Records for the exercise:
--- START ---

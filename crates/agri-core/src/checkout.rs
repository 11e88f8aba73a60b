//! # Checkout Wizard
//!
//! The linear Address → Payment → Review flow on top of the cart.
//!
//! ## State Machine
//! ```text
//! ┌─────────────────────────────────────────────────────────────────────────┐
//! │                      Checkout Wizard                                    │
//! │                                                                         │
//! │   start(cart) ── empty cart ──► Err(EmptyCart)  (no stepper shown)     │
//! │        │                                                                │
//! │        ▼                                                                │
//! │   ┌─────────┐ complete_address ┌─────────┐ complete_payment ┌────────┐ │
//! │   │ Address │ ───────────────► │ Payment │ ───────────────► │ Review │ │
//! │   │   (1)   │ ◄─────────────── │   (2)   │ ◄─────────────── │  (3)   │ │
//! │   └─────────┘       back       └─────────┘       back       └───┬────┘ │
//! │                                                                 │      │
//! │                                          complete_review        │      │
//! │                                                                 ▼      │
//! │                                                          ┌───────────┐ │
//! │                                                          │ Submitted │ │
//! │                                                          └───────────┘ │
//! │                                                                         │
//! │   Any completion for a step other than the current one is rejected     │
//! │   with InvalidTransition, so a wizard submits at most once.            │
//! └─────────────────────────────────────────────────────────────────────────┘
//! ```
//!
//! Going back keeps every payload already entered.

use std::fmt;

use serde::{Deserialize, Serialize};
use ts_rs::TS;
use uuid::Uuid;

use crate::cart::Cart;
use crate::error::{CoreError, CoreResult, ValidationError};
use crate::order::{Order, OrderLine, OrderStatus, StepState};
use crate::pricing::OrderTotals;
use crate::types::{Address, AddressInput, PaymentSelection};
use crate::validation::{validate_address_input, validate_payment};

// =============================================================================
// Steps
// =============================================================================

/// Where the wizard is.
#[derive(Debug, Clone, Copy, PartialEq, Eq, Serialize, Deserialize, TS)]
#[serde(rename_all = "snake_case")]
#[ts(export)]
pub enum CheckoutStep {
    Address,
    Payment,
    Review,
    Submitted,
}

impl CheckoutStep {
    /// The three visible steps.
    pub const VISIBLE: [CheckoutStep; 3] = [
        CheckoutStep::Address,
        CheckoutStep::Payment,
        CheckoutStep::Review,
    ];

    /// Stepper index 1 to 3; `Submitted` sits past the last step (4).
    pub fn index(&self) -> u8 {
        match self {
            CheckoutStep::Address => 1,
            CheckoutStep::Payment => 2,
            CheckoutStep::Review => 3,
            CheckoutStep::Submitted => 4,
        }
    }

    /// Stepper caption.
    pub fn title(&self) -> &'static str {
        match self {
            CheckoutStep::Address => "Delivery Address",
            CheckoutStep::Payment => "Payment Method",
            CheckoutStep::Review => "Review Order",
            CheckoutStep::Submitted => "Order Placed",
        }
    }
}

impl fmt::Display for CheckoutStep {
    fn fmt(&self, f: &mut fmt::Formatter<'_>) -> fmt::Result {
        let name = match self {
            CheckoutStep::Address => "Address",
            CheckoutStep::Payment => "Payment",
            CheckoutStep::Review => "Review",
            CheckoutStep::Submitted => "Submitted",
        };
        f.write_str(name)
    }
}

/// One circle of the checkout stepper.
#[derive(Debug, Clone, PartialEq, Eq, Serialize, Deserialize, TS)]
#[serde(rename_all = "camelCase")]
#[ts(export)]
pub struct StepIndicator {
    pub step: CheckoutStep,
    pub index: u8,
    pub title: String,
    pub state: StepState,
}

// =============================================================================
// Step Payloads
// =============================================================================

/// Address step payload: a saved address or a new one.
#[derive(Debug, Clone, PartialEq, Eq, Serialize, Deserialize, TS)]
#[serde(tag = "type", rename_all = "snake_case")]
#[ts(export)]
pub enum AddressChoice {
    Saved { id: String },
    New(AddressInput),
}

/// Review step payload.
#[derive(Debug, Clone, Copy, Default, PartialEq, Eq, Serialize, Deserialize, TS)]
#[serde(rename_all = "camelCase")]
#[ts(export)]
pub struct ReviewInput {
    pub accept_terms: bool,
}

/// Validates the review step.
pub fn check_review(review: &ReviewInput) -> Result<(), ValidationError> {
    if !review.accept_terms {
        return Err(ValidationError::NotAccepted {
            field: "terms".to_string(),
        });
    }
    Ok(())
}

/// Transient checkout state.
///
/// Not serializable: it may hold full card details.
#[derive(Debug, Clone, PartialEq, Eq)]
pub struct CheckoutDraft {
    pub step: CheckoutStep,
    pub address: Option<Address>,
    pub payment: Option<PaymentSelection>,
}

/// Everything the three steps collected, ready to become an order.
#[derive(Debug, Clone, PartialEq, Eq)]
pub struct Submission {
    pub address: Address,
    pub payment: PaymentSelection,
    pub review: ReviewInput,
    pub lines: Vec<OrderLine>,
    pub totals: OrderTotals,
}

impl Submission {
    /// Turns the submission into a confirmed order.
    pub fn into_order(self, id: String, placed_at: chrono::DateTime<chrono::Utc>) -> Order {
        Order {
            id,
            placed_at,
            status: OrderStatus::Confirmed,
            payment_label: self.payment.masked(),
            lines: self.lines,
            totals: self.totals,
            shipping_address: self.address,
        }
    }
}

// =============================================================================
// Wizard
// =============================================================================

/// The checkout wizard.
#[derive(Debug, Clone)]
pub struct CheckoutWizard {
    draft: CheckoutDraft,
}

--- END ---

Action item: Word for word, repeat each line of the listing.

Task solution:
filename crates/agri-core/src/checkout.rs
repository 11e88f8aba73a60b
//! # Checkout Wizard
//!
//! The linear Address → Payment → Review flow on top of the cart.
//!
//! ## State Machine
//! ```text
//! ┌─────────────────────────────────────────────────────────────────────────┐
//! │                      Checkout Wizard                                    │
//! │                                                                         │
//! │   start(cart) ── empty cart ──► Err(EmptyCart)  (no stepper shown)     │
//! │        │                                                                │
//! │        ▼                                                                │
//! │   ┌─────────┐ complete_address ┌─────────┐ complete_payment ┌────────┐ │
//! │   │ Address │ ───────────────► │ Payment │ ───────────────► │ Review │ │
//! │   │   (1)   │ ◄─────────────── │   (2)   │ ◄─────────────── │  (3)   │ │
//! │   └─────────┘       back       └─────────┘       back       └───┬────┘ │
//! │                                                                 │      │
//! │                                          complete_review        │      │
//! │                                                                 ▼      │
//! │                                                          ┌───────────┐ │
//! │                                                          │ Submitted │ │
//! │                                                          └───────────┘ │
//! │                                                                         │
//! │   Any completion for a step other than the current one is rejected     │
//! │   with InvalidTransition, so a wizard submits at most once.            │
//! └─────────────────────────────────────────────────────────────────────────┘
//! ```
//!
//! Going back keeps every payload already entered.

use std::fmt;

use serde::{Deserialize, Serialize};
use ts_rs::TS;
use uuid::Uuid;

use crate::cart::Cart;
use crate::error::{CoreError, CoreResult, ValidationError};
use crate::order::{Order, OrderLine, OrderStatus, StepState};
use crate::pricing::OrderTotals;
use crate::types::{Address, AddressInput, PaymentSelection};
use crate::validation::{validate_address_input, validate_payment};

// =============================================================================
// Steps
// =============================================================================

/// Where the wizard is.
#[derive(Debug, Clone, Copy, PartialEq, Eq, Serialize, Deserialize, TS)]
#[serde(rename_all = "snake_case")]
#[ts(export)]
pub enum CheckoutStep {
    Address,
    Payment,
    Review,
    Submitted,
}

impl CheckoutStep {
    /// The three visible steps.
    pub const VISIBLE: [CheckoutStep; 3] = [
        CheckoutStep::Address,
        CheckoutStep::Payment,
        CheckoutStep::Review,
    ];

    /// Stepper index 1 to 3; `Submitted` sits past the last step (4).
    pub fn index(&self) -> u8 {
        match self {
            CheckoutStep::Address => 1,
            CheckoutStep::Payment => 2,
            CheckoutStep::Review => 3,
            CheckoutStep::Submitted => 4,
        }
    }

    /// Stepper caption.
    pub fn title(&self) -> &'static str {
        match self {
            CheckoutStep::Address => "Delivery Address",
            CheckoutStep::Payment => "Payment Method",
            CheckoutStep::Review => "Review Order",
            CheckoutStep::Submitted => "Order Placed",
        }
    }
}

impl fmt::Display for CheckoutStep {
    fn fmt(&self, f: &mut fmt::Formatter<'_>) -> fmt::Result {
        let name = match self {
            CheckoutStep::Address => "Address",
            CheckoutStep::Payment => "Payment",
            CheckoutStep::Review => "Review",
            CheckoutStep::Submitted => "Submitted",
        };
        f.write_str(name)
    }
}

/// One circle of the checkout stepper.
#[derive(Debug, Clone, PartialEq, Eq, Serialize, Deserialize, TS)]
#[serde(rename_all = "camelCase")]
#[ts(export)]
pub struct StepIndicator {
    pub step: CheckoutStep,
    pub index: u8,
    pub title: String,
    pub state: StepState,
}

// =============================================================================
// Step Payloads
// =============================================================================

/// Address step payload: a saved address or a new one.
#[derive(Debug, Clone, PartialEq, Eq, Serialize, Deserialize, TS)]
#[serde(tag = "type", rename_all = "snake_case")]
#[ts(export)]
pub enum AddressChoice {
    Saved { id: String },
    New(AddressInput),
}

/// Review step payload.
#[derive(Debug, Clone, Copy, Default, PartialEq, Eq, Serialize, Deserialize, TS)]
#[serde(rename_all = "camelCase")]
#[ts(export)]
pub struct ReviewInput {
    pub accept_terms: bool,
}

/// Validates the review step.
pub fn check_review(review: &ReviewInput) -> Result<(), ValidationError> {
    if !review.accept_terms {
        return Err(ValidationError::NotAccepted {
            field: "terms".to_string(),
        });
    }
    Ok(())
}

/// Transient checkout state.
///
/// Not serializable: it may hold full card details.
#[derive(Debug, Clone, PartialEq, Eq)]
pub struct CheckoutDraft {
    pub step: CheckoutStep,
    pub address: Option<Address>,
    pub payment: Option<PaymentSelection>,
}

/// Everything the three steps collected, ready to become an order.
#[derive(Debug, Clone, PartialEq, Eq)]
pub struct Submission {
    pub address: Address,
    pub payment: PaymentSelection,
    pub review: ReviewInput,
    pub lines: Vec<OrderLine>,
    pub totals: OrderTotals,
}

impl Submission {
    /// Turns the submission into a confirmed order.
    pub fn into_order(self, id: String, placed_at: chrono::DateTime<chrono::Utc>) -> Order {
        Order {
            id,
            placed_at,
            status: OrderStatus::Confirmed,
            payment_label: self.payment.masked(),
            lines: self.lines,
            totals: self.totals,
            shipping_address: self.address,
        }
    }
}

// =============================================================================
// Wizard
// =============================================================================

/// The checkout wizard.
#[derive(Debug, Clone)]
pub struct CheckoutWizard {
    draft: CheckoutDraft,
}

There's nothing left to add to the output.